China impõe tarifa de 55% para importação de carne bovina
Nesta quarta-feira, 31, a China anunciou a adoção de uma medida de salvaguarda contra a importação de carne bovina, impondo uma tarifa adicional de 55% para volumes que ultrapassarem a cota estabelecida. As novas regras, divulgadas pelo Ministério do Comércio do país, entrarão em vigor a partir de amanhã (1º) e vigorarão até 31 de dezembro de 2028.
Brasil terá cota de exportação sem tarifas adicionais
O Brasil, principal fornecedor de carne bovina para a China, terá uma cota de exportação de 1,106 milhão de toneladas sem tarifas adicionais neste ano. Esse volume aumentará para 1,128 milhão de toneladas em 2027 e 1,154 milhão de toneladas em 2028. Até novembro deste ano, o Brasil já exportou 1,499 milhão de toneladas de carne bovina para a China, somando US$ 8,028 bilhões.
Medida era vista como iminente pelo setor
A decisão da China de adotar medidas de salvaguarda era esperada pelo governo e pelo setor produtivo brasileiro, que temiam a redução das exportações para o país asiático. Autoridades chinesas já haviam sinalizado aos países sobre a imposição de cotas e tarifas para a importação de carne bovina.
Outros grandes exportadores terão suas vendas limitadas
Além do Brasil, outros grandes exportadores de carne bovina também terão suas vendas para a China limitadas por cotas, levando em consideração a participação de cada país nas exportações. A Argentina terá uma cota de 511 mil toneladas, o Uruguai 324 mil toneladas, a Nova Zelândia 206 mil toneladas, a Austrália 205 mil toneladas e os Estados Unidos 164 mil toneladas.
China alega danos à indústria nacional
O Ministério do Comércio da China justificou a medida alegando que o aumento das importações de carne bovina causou danos à indústria nacional.

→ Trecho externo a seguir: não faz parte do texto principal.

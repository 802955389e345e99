//! Filesystem operations: classification, path helpers, mkdir, and the size walker.

mod classify;
mod dir;
mod path;
mod walker;

pub use classify::{
    exists, get_file_size, is_directory, is_file, is_readable, is_readable_and_writable,
    is_writable,
};
pub use dir::mkdir;
pub use path::{
    duplicate_path_in, expand_user, get_cwd, join_path, join_path_in, to_native_path, OwnedPath,
};
pub use walker::{
    calculate_directory_size, calculate_directory_size_with_recursion, walk_directory_size,
    SizeReport, TraversalOrder,
};
//! Configuration: types, default locations, and XML loading.

pub mod paths;
pub mod types;
pub mod xml;

pub use paths::{default_config_path, default_log_path, path_has_symlink_ancestor};
pub use types::{Config, LogLevel};
pub use xml::{create_template_config, load_config, load_config_from_xml_path};

/// Environment variable naming an explicit config file.
pub const CONFIG_ENV: &str = "FSUTILS_CONFIG";
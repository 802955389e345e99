//! XML configuration support.
//! - Loads settings from config.xml (quick_xml + serde).
//! - Writes a commented template on request.
//!
//! Unknown fields are rejected so typos surface instead of being ignored.

use anyhow::{Context, Result};
use quick_xml::de::from_str as from_xml_str;
use serde::Deserialize;
use std::fs;
use std::path::{Path, PathBuf};
use tracing::{debug, info};

use super::paths::{default_config_path, default_log_path, path_has_symlink_ancestor};
use super::types::{Config, LogLevel};
use crate::fs_ops::TraversalOrder;
use crate::platform::{set_dir_mode_0700, set_file_mode_0600, write_config_secure_new_0600};

/// Struct mirroring the XML config for deserialization.
#[derive(Debug, Deserialize)]
#[serde(rename = "config")]
#[serde(deny_unknown_fields)]
struct XmlConfig {
    #[serde(default, deserialize_with = "de_u32_trimmed_opt")]
    max_depth: Option<u32>,
    traversal_order: Option<String>,
    log_level: Option<String>,
    log_file: Option<String>,
}

// Numbers may be surrounded by whitespace/newlines in hand-edited files.
fn de_u32_trimmed_opt<'de, D>(deserializer: D) -> Result<Option<u32>, D::Error>
where
    D: serde::Deserializer<'de>,
{
    let opt: Option<String> = Option::deserialize(deserializer)?;
    match opt.as_deref().map(str::trim) {
        None | Some("") => Ok(None),
        Some(s) => s.parse::<u32>().map(Some).map_err(serde::de::Error::custom),
    }
}

fn non_empty(s: Option<&str>) -> Option<&str> {
    s.map(str::trim).filter(|s| !s.is_empty())
}

fn xml_to_config(parsed: XmlConfig) -> Result<Config> {
    let mut cfg = Config::default();
    if let Some(d) = parsed.max_depth {
        cfg.max_depth = d;
    }
    if let Some(s) = non_empty(parsed.traversal_order.as_deref()) {
        cfg.order = s.parse::<TraversalOrder>().map_err(anyhow::Error::msg)?;
    }
    if let Some(s) = non_empty(parsed.log_level.as_deref()) {
        cfg.log_level = s.parse::<LogLevel>().map_err(anyhow::Error::msg)?;
    }
    cfg.log_file = non_empty(parsed.log_file.as_deref()).map(PathBuf::from);
    Ok(cfg)
}

/// Load a Config from a specific XML file path.
pub fn load_config_from_xml_path(path: &Path) -> Result<Config> {
    let contents = fs::read_to_string(path)
        .with_context(|| format!("read config xml '{}'", path.display()))?;
    let parsed: XmlConfig = from_xml_str(&contents)
        .with_context(|| format!("parse config xml '{}'", path.display()))?;
    xml_to_config(parsed).with_context(|| format!("invalid value in '{}'", path.display()))
}

/// Load the effective file config.
///
/// `$FSUTILS_CONFIG` must point at a readable file. The default location is optional:
/// if it does not exist, defaults are returned.
pub fn load_config() -> Result<Config> {
    let explicit = std::env::var_os(super::CONFIG_ENV).is_some_and(|v| !v.is_empty());
    let Some(path) = default_config_path() else {
        debug!("No config location could be determined; using defaults");
        return Ok(Config::default());
    };
    if !explicit && !path.exists() {
        debug!(path = %path.display(), "No config file; using defaults");
        return Ok(Config::default());
    }
    let cfg = load_config_from_xml_path(&path)?;
    debug!(path = %path.display(), ?cfg, "Loaded config");
    Ok(cfg)
}

/// Write a commented template config to `path` (0600, parent 0700 on Unix).
pub fn create_template_config(path: &Path) -> Result<()> {
    if path_has_symlink_ancestor(path)? {
        anyhow::bail!(
            "Refusing to create config: ancestor of {} is a symlink",
            path.display()
        );
    }
    if let Some(parent) = path.parent() {
        fs::create_dir_all(parent)?;
        let _ = set_dir_mode_0700(parent);
    }

    let suggested_log = default_log_path()
        .map(|p| p.display().to_string())
        .unwrap_or_else(|| "/path/to/fsutils.log".into());

    let content = format!(
        "<!--\n  fsutils configuration (XML)\n\n    max_depth        -> levels to descend for `size` (root = 1, 0 = unlimited)\n    traversal_order  -> lifo (newest directory first) | fifo (breadth-first)\n    log_level        -> quiet | normal | info | debug\n    log_file         -> optional log file (stderr is always used)\n\n  CLI flags override XML values.\n-->\n<config>\n  <max_depth>0</max_depth>\n  <traversal_order>lifo</traversal_order>\n  <log_level>normal</log_level>\n  <log_file>{suggested_log}</log_file>\n</config>\n"
    );

    write_config_secure_new_0600(path, content.as_bytes())?;
    let _ = set_file_mode_0600(path);
    info!("Created template config at {}", path.display());
    Ok(())
}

Segundo o governo chinês, as medidas de salvaguarda serão gradualmente flexibilizadas durante o período de implementação, com a alíquota de 55% sendo aplicada aos volumes que excederem a cota de cada país.

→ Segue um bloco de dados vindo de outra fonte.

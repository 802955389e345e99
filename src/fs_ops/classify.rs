//! Single-call path classification.
//! Every check is one `stat` (symlinks followed); any error is reported as `false`/0.

use std::fs;
use std::path::Path;
use tracing::warn;

use crate::platform::{mode_is_readable, mode_is_writable};

/// Path exists (following symlinks).
pub fn exists(path: impl AsRef<Path>) -> bool {
    fs::metadata(path.as_ref()).is_ok()
}

/// Path exists and is a directory.
pub fn is_directory(path: impl AsRef<Path>) -> bool {
    fs::metadata(path.as_ref()).map(|m| m.is_dir()).unwrap_or(false)
}

/// Path exists and is a regular file.
pub fn is_file(path: impl AsRef<Path>) -> bool {
    fs::metadata(path.as_ref()).map(|m| m.is_file()).unwrap_or(false)
}

/// Owner-readable according to the mode bits (not an access(2) probe).
pub fn is_readable(path: impl AsRef<Path>) -> bool {
    fs::metadata(path.as_ref())
        .map(|m| mode_is_readable(&m))
        .unwrap_or(false)
}

/// Owner-writable according to the mode bits.
pub fn is_writable(path: impl AsRef<Path>) -> bool {
    fs::metadata(path.as_ref())
        .map(|m| mode_is_writable(&m))
        .unwrap_or(false)
}

pub fn is_readable_and_writable(path: impl AsRef<Path>) -> bool {
    fs::metadata(path.as_ref())
        .map(|m| mode_is_readable(&m) && mode_is_writable(&m))
        .unwrap_or(false)
}

/// Byte length of a regular file; 0 (with a diagnostic) for anything else.
pub fn get_file_size(path: impl AsRef<Path>) -> u64 {
    let path = path.as_ref();
    match fs::metadata(path) {
        Ok(meta) if meta.is_file() => meta.len(),
        _ => {
            warn!(path = %path.display(), "Path is not a file");
            0
        }
    }
}

#[cfg(test)]
mod tests {
    use super::*;
    use assert_fs::prelude::*;

    #[test]
    fn classifies_file_dir_and_missing() {
        let tmp = assert_fs::TempDir::new().unwrap();
        let f = tmp.child("a.txt");
        f.write_str("hello").unwrap();
        let d = tmp.child("sub");
        d.create_dir_all().unwrap();
        let missing = tmp.child("nope");

        assert!(exists(f.path()) && exists(d.path()));
        assert!(!exists(missing.path()));

        assert!(is_file(f.path()));
        assert!(!is_directory(f.path()));
        assert!(is_directory(d.path()));
        assert!(!is_file(d.path()));
        assert!(!is_file(missing.path()));
        assert!(!is_directory(missing.path()));
    }

    #[test]
    fn file_size_only_for_regular_files() {
        let tmp = assert_fs::TempDir::new().unwrap();
        let f = tmp.child("data.bin");
        f.write_binary(&[0u8; 42]).unwrap();
        assert_eq!(get_file_size(f.path()), 42);
        assert_eq!(get_file_size(tmp.path()), 0);
        assert_eq!(get_file_size(tmp.child("missing").path()), 0);
    }

    #[test]
    fn permission_checks_on_fresh_file() {
        let tmp = assert_fs::TempDir::new().unwrap();
        let f = tmp.child("rw.txt");
        f.touch().unwrap();
        assert!(is_readable(f.path()));
        assert!(is_writable(f.path()));
        assert!(is_readable_and_writable(f.path()));
        assert!(!is_readable(tmp.child("missing").path()));
        assert!(!is_readable_and_writable(tmp.child("missing").path()));
    }

    #[cfg(unix)]
    #[test]
    fn read_only_file_is_not_writable() {
        use std::os::unix::fs::PermissionsExt;
        let tmp = assert_fs::TempDir::new().unwrap();
        let f = tmp.child("ro.txt");
        f.touch().unwrap();
        fs::set_permissions(f.path(), fs::Permissions::from_mode(0o444)).unwrap();
        assert!(is_readable(f.path()));
        assert!(!is_writable(f.path()));
        assert!(!is_readable_and_writable(f.path()));
    }
}
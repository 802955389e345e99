//! Platform-specific helpers.
//! Hides the Unix/Windows differences in permission bits, directory creation and
//! secure file writes behind one API so the rest of the crate stays platform-agnostic.

mod temp;

#[cfg(unix)]
mod common_unix;
#[cfg(unix)]
mod unix;
#[cfg(not(unix))]
mod windows;

#[cfg(unix)]
pub use unix::{
    create_dir_0775, mode_is_readable, mode_is_writable, open_log_file_secure_append,
    set_dir_mode_0700, set_file_mode_0600, write_config_secure_new_0600,
};

#[cfg(not(unix))]
pub use windows::{
    create_dir_0775, mode_is_readable, mode_is_writable, open_log_file_secure_append,
    set_dir_mode_0700, set_file_mode_0600, write_config_secure_new_0600,
};

/// Separator placed between path segments by `join_path`.
#[cfg(windows)]
pub const PATH_DELIMITER: char = '\\';
#[cfg(not(windows))]
pub const PATH_DELIMITER: char = '/';
//! Core library for `fsutils`.
//!
//! A small portability layer over the host filesystem:
//! - single-call checks (existence, type, permission bits, file size)
//! - path helpers (join, native separators, `~` expansion, cwd) and `mkdir`
//! - a bounded, non-recursive directory-size walker with pluggable allocation accounting
//!
//! The CLI, config loading and logging setup live alongside for the `fsutils` binary.

pub mod alloc;
pub mod cli;
pub mod config;
pub mod errors;
pub mod fs_ops;
pub mod output;
pub mod platform;

pub use alloc::{AllocError, Allocator, CountingAllocator, Lease, SystemAllocator};
pub use config::{default_config_path, default_log_path, path_has_symlink_ancestor, Config, LogLevel};
pub use errors::FsUtilError;
pub use fs_ops::{
    calculate_directory_size, calculate_directory_size_with_recursion, duplicate_path_in, exists,
    expand_user, get_cwd, get_file_size, is_directory, is_file, is_readable,
    is_readable_and_writable, is_writable, join_path, join_path_in, mkdir, to_native_path,
    walk_directory_size, OwnedPath, SizeReport, TraversalOrder,
};
pub use platform::PATH_DELIMITER;
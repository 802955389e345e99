//! Default path helpers and symlink checks.

use dirs::{config_dir, data_dir};
use std::env;
use std::fs;
use std::io;
use std::path::{Path, PathBuf};

use super::CONFIG_ENV;

/// Config file location: `$FSUTILS_CONFIG` if set, else the OS config dir.
pub fn default_config_path() -> Option<PathBuf> {
    if let Some(p) = env::var_os(CONFIG_ENV).filter(|p| !p.is_empty()) {
        return Some(PathBuf::from(p));
    }
    if let Some(base) = config_dir() {
        return Some(base.join("fsutils").join("config.xml"));
    }
    dirs::home_dir().map(|h| h.join(".config").join("fsutils").join("config.xml"))
}

/// OS-appropriate log file location (data dir).
pub fn default_log_path() -> Option<PathBuf> {
    if let Some(base) = data_dir() {
        return Some(base.join("fsutils").join("fsutils.log"));
    }
    dirs::home_dir().map(|h| h.join(".local").join("share").join("fsutils").join("fsutils.log"))
}

/// Return true if any existing ancestor of `path` is a symlink.
pub fn path_has_symlink_ancestor(path: &Path) -> io::Result<bool> {
    let mut p = path.parent();
    while let Some(anc) = p {
        if anc.exists() && fs::symlink_metadata(anc)?.file_type().is_symlink() {
            return Ok(true);
        }
        p = anc.parent();
    }
    Ok(false)
}

#[cfg(test)]
mod tests {
    use super::*;
    use serial_test::serial;
    use tempfile::tempdir;

    #[test]
    #[serial]
    fn env_override_wins() {
        let td = tempdir().unwrap();
        let cfg = td.path().join("custom.xml");
        unsafe {
            env::set_var(CONFIG_ENV, &cfg);
        }
        assert_eq!(default_config_path(), Some(cfg));
        unsafe {
            env::remove_var(CONFIG_ENV);
        }
        let p = default_config_path();
        if let Some(p) = p {
            assert!(p.ends_with("fsutils/config.xml"));
        }
    }

    #[test]
    fn log_path_is_named_after_crate() {
        if let Some(p) = default_log_path() {
            assert_eq!(p.file_name().unwrap(), "fsutils.log");
        }
    }

    #[cfg(unix)]
    #[test]
    fn detects_symlinked_ancestor() {
        let td = tempdir().unwrap();
        let real = td.path().join("real");
        fs::create_dir_all(&real).unwrap();
        let link = td.path().join("link");
        std::os::unix::fs::symlink(&real, &link).unwrap();
        assert!(path_has_symlink_ancestor(&link.join("x.log")).unwrap());
        assert!(!path_has_symlink_ancestor(&real.join("x.log")).unwrap());
    }
}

Investigação foi iniciada há um ano
A investigação de salvaguarda foi iniciada pelo governo chinês há um ano, em 27 de dezembro de 2024, devido à pressão dos pecuaristas locais que viram os preços da proteína serem impactados pela queda do preço da carne importada. Durante o período de implementação, as medidas especiais de salvaguarda para carne bovina do Acordo de Livre Comércio China-Austrália serão suspensas, exceto para países e regiões cuja cota de importação não ultrapasse 3% e a cota total da região não ultrapasse 9%.
Medidas de salvaguarda podem ser revistas
O Ministério do Comércio da China informou que as medidas de salvaguarda poderão ser revisadas durante o período de implementação. Ainda, será importante observar o impacto dessas novas regras nas exportações de carne bovina do Brasil e de outros países para o mercado chinês nos próximos anos.